(Stored data)
________________

impl AppState {
    // =========================================================================
    // Outlets
    // =========================================================================

    pub fn save_outlet(&mut self, mut outlet: Outlet) -> StateResult<Outlet> {
        outlet.name = validate_required("name", &outlet.name)?.to_string();
        outlet.id = id_or_new(&outlet.id);
        outlet.address = blank_to_none(outlet.address);
        outlet.contact_phone = blank_to_none(outlet.contact_phone);

        upsert_by_id(&mut self.outlets, outlet.clone(), |o| &o.id);
        info!(outlet_id = %outlet.id, name = %outlet.name, "Outlet saved");
        Ok(outlet)
    }

    /// Rejected while a shift is open at the outlet.
    pub fn delete_outlet(&mut self, id: &str) -> StateResult<()> {
        self.require_outlet(id)?;
        if self.has_active_shift_at(id) {
            return Err(ApiError::invalid_state(format!(
                "Outlet {} has an active shift, end it before deleting the outlet",
                id
            )));
        }

        remove_by_id(&mut self.outlets, "Outlet", id, |o| &o.id)?;
        info!(outlet_id = %id, "Outlet deleted");
        Ok(())
    }

    // =========================================================================
    // Categories
    // =========================================================================

    pub fn save_category(&mut self, mut category: Category) -> StateResult<Category> {
        category.name = validate_required("name", &category.name)?.to_string();
        category.id = id_or_new(&category.id);

        upsert_by_id(&mut self.categories, category.clone(), |c| &c.id);
        info!(category_id = %category.id, name = %category.name, "Category saved");
        Ok(category)
    }

    pub fn delete_category(&mut self, id: &str) -> StateResult<()> {
        remove_by_id(&mut self.categories, "Category", id, |c| &c.id)?;
        info!(category_id = %id, "Category deleted");
        Ok(())
    }

    // =========================================================================
    // Products
    // =========================================================================

    /// Creates or replaces a product.
    ///
    /// ## Rules
    /// - name and SKU pass the field validators
    /// - SKU is unique; barcode too when present
    /// - price and cost are positive, threshold is not negative
    /// - stock levels name existing outlets, one entry per outlet
    pub fn save_product(&mut self, mut product: Product) -> StateResult<Product> {
        validate_product_name(&product.name)?;
        validate_sku(&product.sku)?;
        product.name = product.name.trim().to_string();
        product.sku = product.sku.trim().to_string();
        product.barcode = blank_to_none(product.barcode);
        product.id = id_or_new(&product.id);

        validate_positive_amount("price", product.price)?;
        validate_positive_amount("cost", product.cost)?;
        if product.low_stock_threshold < 0 {
            return Err(ValidationError::MustNotBeNegative {
                field: "low stock threshold".to_string(),
            }
            .into());
        }

        let others = self.products.iter().filter(|p| p.id != product.id);
        for other in others {
            if other.sku.eq_ignore_ascii_case(&product.sku) {
                return Err(ValidationError::Duplicate {
                    field: "sku".to_string(),
                    value: product.sku,
                }
                .into());
            }
            if let (Some(ours), Some(theirs)) = (&product.barcode, &other.barcode) {
                if ours == theirs {
                    return Err(ValidationError::Duplicate {
                        field: "barcode".to_string(),
                        value: ours.clone(),
                    }
                    .into());
                }
            }
        }

        // Opening stock is taken once; after that quantities move only
        // through the stock ledger.
        match self.products.iter().find(|p| p.id == product.id) {
            Some(existing) => {
                if existing.stock_levels != product.stock_levels {
                    debug!(product_id = %product.id, "Ignoring stock levels on product update");
                }
                product.stock_levels = existing.stock_levels.clone();
            }
            None => {
                let mut seen = HashSet::new();
                for level in &product.stock_levels {
                    self.require_outlet(&level.outlet_id)?;
                    if !seen.insert(level.outlet_id.as_str()) {
                        return Err(ValidationError::Duplicate {
                            field: "stock level outlet".to_string(),
                            value: level.outlet_id.clone(),
                        }
                        .into());
                    }
                }
            }
        }

        upsert_by_id(&mut self.products, product.clone(), |p| &p.id);
        info!(product_id = %product.id, sku = %product.sku, "Product saved");
        Ok(product)
    }

    pub fn delete_product(&mut self, id: &str) -> StateResult<()> {
        remove_by_id(&mut self.products, "Product", id, |p| &p.id)?;
        info!(product_id = %id, "Product deleted");
        Ok(())
    }

    // =========================================================================
    // Customers & Suppliers
    // =========================================================================

    pub fn save_customer(&mut self, mut customer: Customer) -> StateResult<Customer> {
        customer.name = validate_required("name", &customer.name)?.to_string();
        customer.id = id_or_new(&customer.id);
        for outlet_id in &customer.outlet_ids {
            self.require_outlet(outlet_id)?;
        }

        upsert_by_id(&mut self.customers, customer.clone(), |c| &c.id);
        info!(customer_id = %customer.id, "Customer saved");
        Ok(customer)
    }

    pub fn delete_customer(&mut self, id: &str) -> StateResult<()> {
        remove_by_id(&mut self.customers, "Customer", id, |c| &c.id)?;
        info!(customer_id = %id, "Customer deleted");
        Ok(())
    }

    pub fn save_supplier(&mut self, mut supplier: Supplier) -> StateResult<Supplier> {
        supplier.name = validate_required("name", &supplier.name)?.to_string();
        supplier.id = id_or_new(&supplier.id);

        upsert_by_id(&mut self.suppliers, supplier.clone(), |s| &s.id);
        info!(supplier_id = %supplier.id, name = %supplier.name, "Supplier saved");
        Ok(supplier)
    }

    pub fn delete_supplier(&mut self, id: &str) -> StateResult<()> {
        remove_by_id(&mut self.suppliers, "Supplier", id, |s| &s.id)?;
        info!(supplier_id = %id, "Supplier deleted");
        Ok(())
    }

    // =========================================================================
    // Taxes & Payment Methods
    // =========================================================================

    /// A category-scoped rule with no categories is kept but never matches.
    pub fn save_tax(&mut self, mut tax: Tax) -> StateResult<Tax> {
        tax.name = validate_required("name", &tax.name)?.to_string();
        validate_tax_rate(tax.rate)?;
        tax.id = id_or_new(&tax.id);

        if tax.has_no_effect() {
            warn!(tax_id = %tax.id, name = %tax.name, "Tax applies to categories but lists none; it will have no effect");
        }

        upsert_by_id(&mut self.taxes, tax.clone(), |t| &t.id);
        info!(tax_id = %tax.id, label = %tax.label(), "Tax saved");
        Ok(tax)
    }

    pub fn delete_tax(&mut self, id: &str) -> StateResult<()> {
        remove_by_id(&mut self.taxes, "Tax", id, |t| &t.id)?;
        info!(tax_id = %id, "Tax deleted");
        Ok(())
    }

    /// Active rules, the set checkout and cart totals use.
    pub fn active_taxes(&self) -> Vec<Tax> {
        self.taxes.iter().filter(|t| t.is_active()).cloned().collect()
    }

    /// Payment method ids are chosen by the user (`cash`, `card`, ...).
    pub fn save_payment_method(&mut self, mut method: PaymentMethod) -> StateResult<PaymentMethod> {
        method.id = validate_required("id", &method.id)?.to_string();
        method.name = validate_required("name", &method.name)?.to_string();
        for outlet_id in &method.outlet_ids {
            self.require_outlet(outlet_id)?;
        }

        upsert_by_id(&mut self.payment_methods, method.clone(), |m| &m.id);
        info!(payment_method = %method.id, "Payment method saved");
        Ok(method)
    }

    pub fn delete_payment_method(&mut self, id: &str) -> StateResult<()> {
        remove_by_id(&mut self.payment_methods, "Payment method", id, |m| &m.id)?;
        info!(payment_method = %id, "Payment method deleted");
        Ok(())
    }

    pub(super) fn require_payment_method(&self, id: &str) -> StateResult<&PaymentMethod> {
        self.payment_methods
            .iter()
            .find(|m| m.id == id)
            .ok_or_else(|| CoreError::not_found("Payment method", id).into())
    }
}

________________

Task
In your reply, restate exactly the lines from the start of the records above through the line holding "pub fn save_outlet(&mut", including both, and nothing else.

Answer below
impl AppState {
    // =========================================================================
    // Outlets
    // =========================================================================

    pub fn save_outlet(&mut self, mut outlet: Outlet) -> StateResult<Outlet> {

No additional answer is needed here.